Scottish soldier and aristocrat (1919–2000)

Alexander Arthur Alfonso David Maule Ramsay of Mar, DL (21 December 1919 – 20 December 2000) was the only child of Princess Patricia of Connaught, who renounced her royal title and style when she married then-Captain the Hon. Alexander Ramsay in February 1919. His mother was the youngest child of Prince Arthur, Duke of Connaught, the third son of Queen Victoria and Prince Albert. His father was the third son of John Ramsay, 13th Earl of Dalhousie. Through the marriage of his maternal aunt, Princess Margaret of Connaught, to the Swedish prince who later became King Gustav VI Adolf of Sweden, his first cousins included Prince Gustaf Adolf, Duke of Västerbotten, whose son later became King Carl XVI Gustaf of Sweden; and Princess Ingrid of Sweden, who later became Queen of Denmark after marrying the Danish prince who later became King Frederik IX of Denmark.

==Biography==
Alexander Arthur Alfonso David Maule Ramsay, Baron of Braemar, was born on 21 December 1919 in his mother's bathroom at Clarence House, then the London residence of his maternal grandfather, the Duke of Connaught. His baptism was held on 23 February 1920 at the Chapel Royal at St James's Palace and attended by King George V and Queens Mary and Alexandra; Princess Louise, Duchess of Argyll; and Princess Victoria. His godparents were the Prince of Wales (later King Edward VIII), King Alfonso XIII of Spain, the Princess Royal, Princess Christian, Princess Helena Victoria, and Commander Bolton Eyres-Monsell.

He, along with his cousin Viscount Lascelles, acted as a page of honour during the coronation of George VI and Elizabeth. After leaving Eton College the same year, he received a commission in the Grenadier Guards. He saw active service in North Africa during the Second World War. He lost his right leg during a tank battle in Tunisia in 1943. In 1944, he joined the staff of his second cousin, the Duke of Gloucester, who was then Governor-General of Australia.

Upon returning to Britain in 1947, he was informed that he would inherit Mar Lodge and its estates from his aunt, Princess Arthur of Connaught, Duchess of Fife. In preparation for this role, he read agriculture at Trinity College, Oxford. After graduating in 1952, he worked for three years as assistant factor on the Linlithgow estates at South Queensferry. Ramsay inherited the Mar estate, becoming the new Laird of Mar and Lord and Baron of Braemar, in 1959. At that point, Lord Lyon King of Arms allowed him to add the designation "of Mar" to his name. Part of the estate had to be sold to pay inheritance tax and became Mar Lodge Estate.

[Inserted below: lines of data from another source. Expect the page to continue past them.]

//! ESI Core Interface: transport abstraction for the FwESI remote-control server
//!
//! FwESI ships an embedded web server (port 2132 by default) that exposes save
//! files and "OperatorActors" under `/api/`. This crate defines the
//! `RemoteTransport` trait the client library talks through, the error type
//! every transport reports, and the JSON shapes exchanged on the wire.
//!
//! # Architecture
//!
//! - **RemoteTransport**: GET/PUT of JSON documents relative to `/api/`
//! - **wire**: serde models of every request and response body
//! - **routes**: the route names and the literal answers the server sends back
//!
//! # Example
//!
//! ```rust,no_run
//! use esi_core_interface::{routes, wire::OperatorActorListDto, RemoteTransport};
//!
//! async fn count_actors<T: RemoteTransport>(transport: &T) -> anyhow::Result<usize> {
//!     let body = transport.get(routes::OPERATOR_ACTORS).await?;
//!     let list: OperatorActorListDto = serde_json::from_value(body)?;
//!     Ok(list.operator_actors.len())
//! }
//! ```

use async_trait::async_trait;
use serde_json::Value;
use thiserror::Error;

pub mod wire;

#[derive(Error, Debug)]
pub enum TransportError {
    #[error("Request to '{path}' failed: {reason}")]
    Request { path: String, reason: String },

    #[error("Server answered HTTP {status} for '{path}'")]
    Status { path: String, status: u16 },

    #[error("Invalid response from '{path}': {reason}")]
    Decode { path: String, reason: String },

    #[error("Transport error: {0}")]
    Other(String),
}

impl TransportError {
    /// Whether repeating the same request could plausibly succeed
    pub fn is_transient(&self) -> bool {
        match self {
            TransportError::Request { .. } => true,
            TransportError::Status { status, .. } => *status >= 500,
            TransportError::Decode { .. } | TransportError::Other(_) => false,
        }
    }
}

pub type Result<T> = std::result::Result<T, TransportError>;

/// Route names below `/api/` and the fixed answers FwESI replies with.
pub mod routes {
    /// List of save files (GET) and save loading (PUT)
    pub const SAVE_FILES: &str = "save-files";

    /// Currently loaded scenario
    pub const ACTIVE_SAVE: &str = "save-files/active";

    /// OperatorActor listing (GET) and updates (PUT)
    pub const OPERATOR_ACTORS: &str = "operatoractors";

    /// Body FwESI returns after a successful save load
    pub const SAVE_LOADED_ANSWER: &str = "save file has been loaded";

    /// Body FwESI returns after a successful actor update
    pub const ACTOR_UPDATED_ANSWER: &str = "actor has been updated";
}

/// A JSON request/response channel to the FwESI remote-control server.
///
/// Paths are relative to `/api/` (see [`routes`]). Implementations decode the
/// response body as JSON and hand it back untouched; interpreting it is the
/// caller's job.
///
/// Implementations must be `Send + Sync` so a client can be moved across tasks.
#[async_trait]
pub trait RemoteTransport: Send + Sync {
    /// Fetch `/api/{path}` and decode the body as JSON
    async fn get(&self, path: &str) -> Result<Value>;

    /// Send `body` as JSON to `/api/{path}` and decode the answer
    async fn put(&self, path: &str, body: &Value) -> Result<Value>;

    /// Human-readable address of the server, for logs and error messages
    fn endpoint(&self) -> String;
}

#[async_trait]
impl<T: RemoteTransport + ?Sized> RemoteTransport for Box<T> {
    async fn get(&self, path: &str) -> Result<Value> {
        (**self).get(path).await
    }

    async fn put(&self, path: &str, body: &Value) -> Result<Value> {
        (**self).put(path, body).await
    }

    fn endpoint(&self) -> String {
        (**self).endpoint()
    }
}

#[cfg(test)]
mod tests {
    use super::*;

    struct Echo;

    #[async_trait]
    impl RemoteTransport for Echo {
        async fn get(&self, path: &str) -> Result<Value> {
            Ok(Value::String(path.to_string()))
        }

        async fn put(&self, _path: &str, body: &Value) -> Result<Value> {
            Ok(body.clone())
        }

        fn endpoint(&self) -> String {
            "echo".to_string()
        }
    }

    #[tokio::test]
    async fn test_boxed_transport_delegates() {
        let transport: Box<dyn RemoteTransport> = Box::new(Echo);
        let got = transport.get(routes::OPERATOR_ACTORS).await.unwrap();
        assert_eq!(got, Value::String("operatoractors".to_string()));

        let body = serde_json::json!({"absolutePath": "C:/saves/a.sav"});
        assert_eq!(transport.put(routes::SAVE_FILES, &body).await.unwrap(), body);
        assert_eq!(transport.endpoint(), "echo");
    }

    #[test]
    fn test_transient_classification() {
        let request = TransportError::Request {
            path: "save-files".to_string(),
            reason: "connection refused".to_string(),
        };
        assert!(request.is_transient());

        let server_error = TransportError::Status {
            path: "operatoractors".to_string(),
            status: 503,
        };
        assert!(server_error.is_transient());

        let not_found = TransportError::Status {
            path: "operatoractors".to_string(),
            status: 404,
        };
        assert!(!not_found.is_transient());

        let decode = TransportError::Decode {
            path: "save-files".to_string(),
            reason: "expected value".to_string(),
        };
        assert!(!decode.is_transient());
    }

    #[test]
    fn test_error_display() {
        let err = TransportError::Status {
            path: "save-files/active".to_string(),
            status: 500,
        };
        assert_eq!(
            err.to_string(),
            "Server answered HTTP 500 for 'save-files/active'"
        );
    }
}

In 1956, Ramsay married Flora Fraser (18 October 1930 – 3 September 2024), the only daughter of Alexander Fraser, 20th Lord Saltoun, and chief of the Name of Fraser. His wife succeeded her father as the 21st Lady Saltoun and chief of the Name of Fraser in 1979. Thereafter, they resided at his wife's family seat, Cairnbulg Castle at Fraserburgh, in Aberdeenshire. In 1971, he became the deputy lord lieutenant for Aberdeenshire.

Although the Ramsays of Mar had no royal titles and carried out no public duties, they attended most major royal events, and were the heads of many Scottish Feudal Baronies, including MacDuff, named for James Duff, 2nd Earl Fife. Alexander Ramsay of Mar died at his estate in Inverey, Braemar, after a short illness, on 20 December 2000—the eve of his 81st birthday.

==Family==
Captain Alexander Ramsay of Mar and Lady Saltoun had three daughters:

- Katherine Ingrid Mary Isabel Fraser, 22nd Lady Saltoun (born 11 October 1957). She married Captain Mark Malise Nicolson (born 29 September 1954) on 3 May 1980. They have three children:
  - Hon. Louise Alexandra Patricia Nicolson (born 2 September 1984). She married Charles Christopher Thomas Morshead (born December 1981) on 25 May 2013. They have two children:
    - Rory Thomas Malise Morshead (born 27 May 2015)
    - Frederick Charles Merlin Morshead (born 15 March 2018)
  - Hon. Juliet Victoria Katharine Nicolson (born 3 March 1988). She married Simon Alexander Rood (born 1985) on 11 July 2015. They have three children:
    - Albert Alexander Gordon Rood (born 7 June 2018)
    - Edmund Walter Nicolson Rood (born 11 December 2020)
    - Xanthe Victoria Ingrid Rood (born 2 August 2023)
  - Hon. Alexander William Malise Fraser, Master of Saltoun (born 5 July 1990)
- Hon. Alice Elizabeth Margaret Ramsay of Mar (born 8 July 1961, Edinburgh). She married David Ramsey on 28 July 1990. They have four children:
  - Alexander David Ramsey (b. 4 August 1991)
  - Victoria Alice Ramsey (b. 1994)
  - George Arthur Ramsey (b. 28 September 1995)
  - Oliver Henry Ramsey (b. 28 September 1995)
- Hon. Elizabeth Alexandra Mary Ramsay of Mar (born 15 April 1963, Inverness)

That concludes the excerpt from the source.